How many great poems, stories were lost when the Bo language became extinct ? How much knowledge about history, ancient perspectives, animals, plants was lost, we will never know. In our arrogance, we are comfortable in the belief that our knowledge is the best, that we know better – and thus lose our connection with our roots, history and common humanity.

From another perspective, globalisation, time, culture, technologies are great equalisers, disseminators of information to the great Social Darwinian battlefield of humanity. The stronger language, community, culture wins. In an article in The New York Times, this process is seen at work in China:

http://www.nytimes.com/2007/03/18/world/asia/18manchu.html?pagewanted=1&_r=1

On the other hand, many languages have also been saved. The Hebrew language was actively revived as a spoken, everyday language in the late nineteenth century, when Classical Hebrew and its later developments, together with other spoken Hebrew became the Modern Hebrew used today. Latin was saved from extinction through its use in the Holy See (but not the Vatican City State), apart from being preserved in classical education. Barely recognisable variations of Ancient Greek might (!) still be spoken by small pockets of descendents of Alexander the Great’s army in remote parts of Asia; Doric Greek is often uncovered in dialects spoken in the Peloponnese and other Western areas of present-day Greece.
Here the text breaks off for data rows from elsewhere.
// src/sources/hip.rs
//! Health Information Portal directory: named hospitals grouped under
//! province section headings, each card carrying an image and address text.

use anyhow::{Context, Result};
use once_cell::sync::Lazy;
use regex::Regex;
use std::collections::HashSet;
use url::Url;

use super::html::{attribute, inner_text, strip_non_content, text_fragments};
use crate::geography::GeographyReference;
use crate::models::record::{FacilityRecord, Province, Source};
use crate::utils::http::fetch_text;
use crate::utils::progress_bars::logging::SourceLogger;

pub const HIP_URL: &str = "https://www.hip.sbkmtrust.org.np/?page_id=78";

/// Either a section heading (`h2`/`h3`, group 1) or a whole anchor element
/// (attributes in group 2, body in group 3).
static ELEMENT_RE: Lazy<Regex> =
    Lazy::new(|| Regex::new(r"(?is)<(?:h2|h3)\b([^>]*)>|<a\b([^>]*)>(.*?)</a\s*>").unwrap());
static IMG_RE: Lazy<Regex> = Lazy::new(|| Regex::new(r"(?is)<img\b([^>]*)>").unwrap());
static NAME_RES: Lazy<[Regex; 3]> = Lazy::new(|| {
    [
        Regex::new(r"(?is)<h4\b[^>]*>(.*?)</h4\s*>").unwrap(),
        Regex::new(r"(?is)<h3\b[^>]*>(.*?)</h3\s*>").unwrap(),
        Regex::new(r"(?is)<h2\b[^>]*>(.*?)</h2\s*>").unwrap(),
    ]
});

/// One directory card as extracted from the page.
#[derive(Debug, Clone, PartialEq)]
pub struct HipEntry {
    pub name: String,
    pub address: String,
    /// Province of the section the card appeared under, if any.
    pub section: Option<Province>,
    pub image_url: Option<String>,
}

/// Walks the page in document order, tracking the active province section.
pub fn extract_hip_entries(html: &str, base_url: &Url) -> Vec<HipEntry> {
    let html = strip_non_content(html);
    let mut entries = Vec::new();
    let mut current_section: Option<Province> = None;

    for caps in ELEMENT_RE.captures_iter(&html) {
        if let Some(heading_attrs) = caps.get(1) {
            if let Some(province) = attribute(heading_attrs.as_str(), "id")
                .as_deref()
                .and_then(Province::from_section_anchor)
            {
                current_section = Some(province);
            }
            continue;
        }

        let anchor_attrs = caps.get(2).map_or("", |m| m.as_str());
        let is_directory_card = attribute(anchor_attrs, "href")
            .map_or(false, |href| href.contains("directory="));
        if !is_directory_card {
            continue;
        }
        let body = caps.get(3).map_or("", |m| m.as_str());

        let Some(name_match) = NAME_RES.iter().find_map(|re| re.find(body)) else {
            continue;
        };
        let name = inner_text(name_match.as_str()).replace('\u{a0}', " ");
        if name.is_empty() {
            continue;
        }

        let image_url = IMG_RE
            .captures(body)
            .and_then(|c| attribute(&c[1], "src"))
            .and_then(|src| base_url.join(src.trim()).ok())
            .map(String::from);

        let rest = format!("{}{}", &body[..name_match.start()], &body[name_match.end()..]);
        let address = text_fragments(&rest)
            .into_iter()
            .map(|t| t.replace('\u{a0}', " "))
            .filter(|t| *t != name && !t.starts_with("http"))
            .collect::<Vec<_>>()
            .join(" ");

        entries.push(HipEntry {
            name,
            address,
            section: current_section,
            image_url,
        });
    }
    entries
}

/// Repeated names are dropped, first card wins. The district comes from the
/// address text, preferring districts of the active section; a match outside
/// that section also corrects the province.
pub fn normalize_hip(entries: &[HipEntry], geo: &GeographyReference) -> Vec<FacilityRecord> {
    let mut seen: HashSet<String> = HashSet::new();
    let mut records = Vec::with_capacity(entries.len());

    for entry in entries {
        let name = entry.name.replace('\u{a0}', " ").trim().to_string();
        if name.is_empty() || !seen.insert(name.clone()) {
            continue;
        }
        let address = entry.address.trim().to_string();

        let mut province = entry.section;
        let mut district = None;
        if let Some(m) = geo.find_district_in_text(&address, entry.section) {
            district = Some(m.district.to_string());
            province = Some(m.province);
        }

        records.push(FacilityRecord {
            province,
            district,
            address,
            image_url: entry.image_url.clone(),
            ..FacilityRecord::new(name, Source::Hip)
        });
    }
    records
}

pub async fn collect_hip(
    client: &reqwest::Client,
    geo: &GeographyReference,
) -> Result<Vec<FacilityRecord>> {
    let logger = SourceLogger::new(Source::Hip);
    logger.log_start(HIP_URL);

    let html = fetch_text(client, HIP_URL).await?;
    let base = Url::parse(HIP_URL).context("Invalid HIP base URL")?;

    logger.log_phase("Extracting", Some("scanning directory cards"));
    let entries = extract_hip_entries(&html, &base);
    logger.log_extracted(entries.len(), "directory card");
    if entries.is_empty() {
        logger.log_warning("No directory cards found; page layout may have changed");
    }

    let records = normalize_hip(&entries, geo);
    logger.log_normalized(entries.len(), records.len());
    logger.log_completion(records.len());
    Ok(records)
}
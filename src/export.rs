// src/export.rs
use anyhow::{Context, Result};
use serde::Serialize;
use std::fs::{self, File};
use std::io::{BufWriter, Write};
use std::path::Path;

use crate::models::record::{FacilityRecord, SlimRecord};
use crate::models::stats_models::PipelineStats;

pub const HOSPITALS_JSON: &str = "nepal_hospitals.json";
pub const ALL_FACILITIES_JSON: &str = "nepal_all_health_facilities.json";
pub const HOSPITALS_CSV: &str = "nepal_hospitals.csv";
pub const CLEAN_JSON: &str = "nepal_health_facilities_clean.json";
pub const RUN_SUMMARY_JSON: &str = "run_summary.json";

/// Column order of the CSV export, identical to the record's field order.
pub const CSV_HEADERS: [&str; 9] = [
    "name",
    "province",
    "district",
    "address",
    "hospital_type",
    "image_url",
    "latitude",
    "longitude",
    "source",
];

const UTF8_BOM: &[u8] = b"\xEF\xBB\xBF";

fn create(path: &Path) -> Result<BufWriter<File>> {
    if let Some(parent) = path.parent().filter(|p| !p.as_os_str().is_empty()) {
        fs::create_dir_all(parent)
            .with_context(|| format!("Failed to create directory {}", parent.display()))?;
    }
    let file = File::create(path).with_context(|| format!("Failed to create {}", path.display()))?;
    Ok(BufWriter::new(file))
}

/// Pretty-printed UTF-8 JSON with two-space indentation.
pub fn write_json<T: Serialize + ?Sized>(path: &Path, value: &T) -> Result<()> {
    let mut writer = create(path)?;
    serde_json::to_writer_pretty(&mut writer, value)
        .with_context(|| format!("Failed to serialize {}", path.display()))?;
    writer
        .flush()
        .with_context(|| format!("Failed to flush {}", path.display()))
}

/// Spreadsheet-friendly CSV: UTF-8 with a byte order mark, header row always
/// present.
pub fn write_csv(path: &Path, records: &[FacilityRecord]) -> Result<()> {
    let mut writer = create(path)?;
    writer
        .write_all(UTF8_BOM)
        .with_context(|| format!("Failed to write {}", path.display()))?;

    let mut csv_writer = csv::WriterBuilder::new()
        .has_headers(false)
        .from_writer(writer);
    csv_writer
        .write_record(CSV_HEADERS)
        .context("CSV header write error")?;
    for record in records {
        csv_writer
            .serialize(record)
            .with_context(|| format!("CSV write error for {:?}", record.name))?;
    }
    csv_writer
        .flush()
        .with_context(|| format!("Failed to flush {}", path.display()))
}

/// Five-field projection of every record.
pub fn write_slim_json(path: &Path, records: &[FacilityRecord]) -> Result<usize> {
    let slim: Vec<SlimRecord> = records.iter().map(SlimRecord::from).collect();
    write_json(path, &slim)?;
    Ok(slim.len())
}

pub fn read_records(path: &Path) -> Result<Vec<FacilityRecord>> {
    let content =
        fs::read_to_string(path).with_context(|| format!("Failed to read {}", path.display()))?;
    serde_json::from_str(&content)
        .with_context(|| format!("{} is not a list of facility records", path.display()))
}

pub fn write_run_summary(path: &Path, stats: &PipelineStats) -> Result<()> {
    write_json(path, stats)
}

#[cfg(test)]
mod tests {
    use super::*;
    use crate::models::record::{Province, Source};
    use chrono::Utc;
    use tempfile::tempdir;

    fn sample() -> Vec<FacilityRecord> {
        vec![
            FacilityRecord {
                province: Some(Province::Bagmati),
                district: Some("Kathmandu".to_string()),
                address: "Mahaboudha, Kathmandu".to_string(),
                image_url: Some("https://www.hip.sbkmtrust.org.np/bir.jpg".to_string()),
                ..FacilityRecord::new("Bir Hospital", Source::Hip)
            },
            FacilityRecord {
                hospital_type: Some("clinic".to_string()),
                latitude: Some(27.7),
                longitude: Some(85.3),
                address: "Ward 4, \"Old\" Road".to_string(),
                ..FacilityRecord::new("Sunrise Clinic", Source::HdxOsm)
            },
        ]
    }

    #[test]
    fn test_csv_has_bom_header_and_rows() {
        let dir = tempdir().unwrap();
        let path = dir.path().join(HOSPITALS_CSV);
        write_csv(&path, &sample()).unwrap();

        let bytes = fs::read(&path).unwrap();
        assert!(bytes.starts_with(UTF8_BOM));
        let text = String::from_utf8(bytes[UTF8_BOM.len()..].to_vec()).unwrap();
        let lines: Vec<&str> = text.lines().collect();
        assert_eq!(lines.len(), 3);
        assert_eq!(lines[0], "name,province,district,address,hospital_type,image_url,latitude,longitude,source");
        assert_eq!(
            lines[1],
            "Bir Hospital,Bagmati,Kathmandu,\"Mahaboudha, Kathmandu\",,https://www.hip.sbkmtrust.org.np/bir.jpg,,,HIP"
        );
        assert_eq!(lines[2], "Sunrise Clinic,,,\"Ward 4, \"\"Old\"\" Road\",clinic,,27.7,85.3,HDX_OSM");
    }

    #[test]
    fn test_csv_with_no_records_still_has_header() {
        let dir = tempdir().unwrap();
        let path = dir.path().join("nested").join(HOSPITALS_CSV);
        write_csv(&path, &[]).unwrap();
        let text = fs::read_to_string(&path).unwrap();
        assert_eq!(text.trim_start_matches('\u{feff}').lines().count(), 1);
    }

    #[test]
    fn test_json_round_trip_and_slim_projection() {
        let dir = tempdir().unwrap();
        let full = dir.path().join(ALL_FACILITIES_JSON);
        write_json(&full, &sample()).unwrap();

        let text = fs::read_to_string(&full).unwrap();
        assert!(text.starts_with("[\n  {\n    \"name\": \"Bir Hospital\""));
        assert!(text.contains("\"province\": \"\""));

        let records = read_records(&full).unwrap();
        assert_eq!(records, sample());

        let clean = dir.path().join(CLEAN_JSON);
        assert_eq!(write_slim_json(&clean, &records).unwrap(), 2);
        let value: serde_json::Value = serde_json::from_str(&fs::read_to_string(&clean).unwrap()).unwrap();
        let first = value[0].as_object().unwrap();
        assert_eq!(first.len(), 5);
        assert!(first.get("source").is_none());
        assert_eq!(value[1]["hospital_type"], "clinic");
    }

    #[test]
    fn test_read_records_rejects_other_json() {
        let dir = tempdir().unwrap();
        let path = dir.path().join("other.json");
        fs::write(&path, r#"{"name": "not a list"}"#).unwrap();
        assert!(read_records(&path).is_err());
        assert!(read_records(&dir.path().join("missing.json")).is_err());
    }

    #[test]
    fn test_run_summary() {
        let dir = tempdir().unwrap();
        let mut stats = PipelineStats::new("run-1", Utc::now().naive_utc(), Some("test run"));
        stats.hospitals_count = 2;
        let path = dir.path().join(RUN_SUMMARY_JSON);
        write_run_summary(&path, &stats).unwrap();
        let value: serde_json::Value = serde_json::from_str(&fs::read_to_string(&path).unwrap()).unwrap();
        assert_eq!(value["run_id"], "run-1");
        assert_eq!(value["hospitals_count"], 2);
    }
}
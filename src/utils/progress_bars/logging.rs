// src/utils/progress_bars/logging.rs - Logging helpers shared by the source adapters
use log::{debug, info, warn};
use std::time::Instant;

use crate::models::record::Source;

#[derive(Clone)]
pub struct SourceLogger {
    source_name: &'static str,
    source_emoji: &'static str,
    start_time: Instant,
}

impl SourceLogger {
    pub fn new(source: Source) -> Self {
        let source_emoji = match source {
            Source::Hip => "🏥",
            Source::Nssd => "📋",
            Source::Arcgis => "🛰️",
            Source::HdxOsm => "🗺️",
        };

        Self {
            source_name: source.as_str(),
            source_emoji,
            start_time: Instant::now(),
        }
    }

    pub fn log_start(&self, url: &str) {
        info!(
            "[{}] {} 🚀 Fetching from {}",
            self.source_name, self.source_emoji, url
        );
    }

    pub fn log_phase(&self, phase: &str, details: Option<&str>) {
        let elapsed = self.start_time.elapsed();
        let msg = if let Some(details) = details {
            format!(
                "[{}] {} 🔄 Phase: {} - {} [+{:.1}s]",
                self.source_name, self.source_emoji, phase, details, elapsed.as_secs_f32()
            )
        } else {
            format!(
                "[{}] {} 🔄 Phase: {} [+{:.1}s]",
                self.source_name, self.source_emoji, phase, elapsed.as_secs_f32()
            )
        };
        info!("{}", msg);
    }

    pub fn log_extracted(&self, count: usize, item_type: &str) {
        info!(
            "[{}] {} 📊 Extracted {} raw {} items",
            self.source_name, self.source_emoji, count, item_type
        );
    }

    pub fn log_page(&self, page: usize, rows: usize, total: usize) {
        debug!(
            "[{}] {} 📦 Page {}: {} rows ({} so far)",
            self.source_name, self.source_emoji, page, rows, total
        );
    }

    pub fn log_normalized(&self, raw_count: usize, record_count: usize) {
        let dropped = raw_count.saturating_sub(record_count);
        info!(
            "[{}] {} ✅ Normalization complete: {} raw items → {} records ({} dropped)",
            self.source_name, self.source_emoji, raw_count, record_count, dropped
        );
    }

    pub fn log_completion(&self, records: usize) {
        info!(
            "[{}] {} 🎉 COMPLETED: {} records in {:.2?}",
            self.source_name,
            self.source_emoji,
            records,
            self.start_time.elapsed()
        );
    }

    pub fn log_warning(&self, message: &str) {
        warn!("[{}] {} ⚠️  {}", self.source_name, self.source_emoji, message);
    }

    pub fn log_debug(&self, message: &str) {
        debug!("[{}] {} {}", self.source_name, self.source_emoji, message);
    }
}
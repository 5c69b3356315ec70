// src/models/serde_helpers.rs
//! Output files carry unknown geography as `""` rather than `null`; these
//! adapters keep `Option` on the Rust side.

use serde::{Deserialize, Deserializer, Serializer};

use super::record::Province;

pub mod province_or_empty {
    use super::*;

    pub fn serialize<S: Serializer>(value: &Option<Province>, s: S) -> Result<S::Ok, S::Error> {
        s.serialize_str(value.map(Province::as_str).unwrap_or(""))
    }

    pub fn deserialize<'de, D: Deserializer<'de>>(d: D) -> Result<Option<Province>, D::Error> {
        let raw = Option::<String>::deserialize(d)?;
        Ok(raw.as_deref().and_then(Province::from_name))
    }
}

pub mod string_or_empty {
    use super::*;

    pub fn serialize<S: Serializer>(value: &Option<String>, s: S) -> Result<S::Ok, S::Error> {
        s.serialize_str(value.as_deref().unwrap_or(""))
    }

    pub fn deserialize<'de, D: Deserializer<'de>>(d: D) -> Result<Option<String>, D::Error> {
        let raw = Option::<String>::deserialize(d)?;
        Ok(raw
            .map(|s| s.trim().to_string())
            .filter(|s| !s.is_empty()))
    }
}
// src/bin/clean_export.rs
//! Rewrites the all-facilities export as the five-field clean projection.

use anyhow::{Context, Result};
use clap::Parser;
use env_logger::Env;
use facility_lib::export::{read_records, write_slim_json, ALL_FACILITIES_JSON, CLEAN_JSON};
use facility_lib::utils::env::load_env;
use log::{info, warn};
use std::path::PathBuf;

#[derive(Parser)]
#[command(author, version, about, long_about = None)]
struct CleanExportArgs {
    /// Full-schema JSON produced by the aggregate binary
    #[arg(long)]
    input: Option<PathBuf>,

    /// Destination of the clean JSON
    #[arg(long)]
    output: Option<PathBuf>,

    #[arg(short, long)]
    verbose: bool,
}

fn output_dir() -> PathBuf {
    std::env::var("OUTPUT_DIR")
        .map(PathBuf::from)
        .unwrap_or_else(|_| PathBuf::from("output"))
}

fn main() -> Result<()> {
    let args = CleanExportArgs::parse();
    let default_filter = if args.verbose { "debug" } else { "info" };
    env_logger::init_from_env(Env::default().default_filter_or(default_filter));
    load_env();

    let input = args.input.unwrap_or_else(|| output_dir().join(ALL_FACILITIES_JSON));
    let output = args.output.unwrap_or_else(|| output_dir().join(CLEAN_JSON));

    info!("Reading facilities from {}", input.display());
    let records = read_records(&input)
        .with_context(|| format!("Run the aggregate binary first to produce {}", input.display()))?;
    if records.is_empty() {
        warn!("{} contains no records", input.display());
    }

    let written = write_slim_json(&output, &records)
        .with_context(|| format!("Failed to write clean export {}", output.display()))?;
    info!("Saved {} clean records to {}", written, output.display());
    Ok(())
}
Welsh (in the United Kingdom), Maori (in New Zealand), and other languages came back from the brink.

http://news.bbc.co.uk/today/hi/today/newsid_8311000/8311069.stm

Though the work of digital archives is commendable in preserving dying and/or dead languages in digital museums, such as “Open Language Archives Community” (OLAC) – it is, sadly, helpless in keeping them alive out there in the world.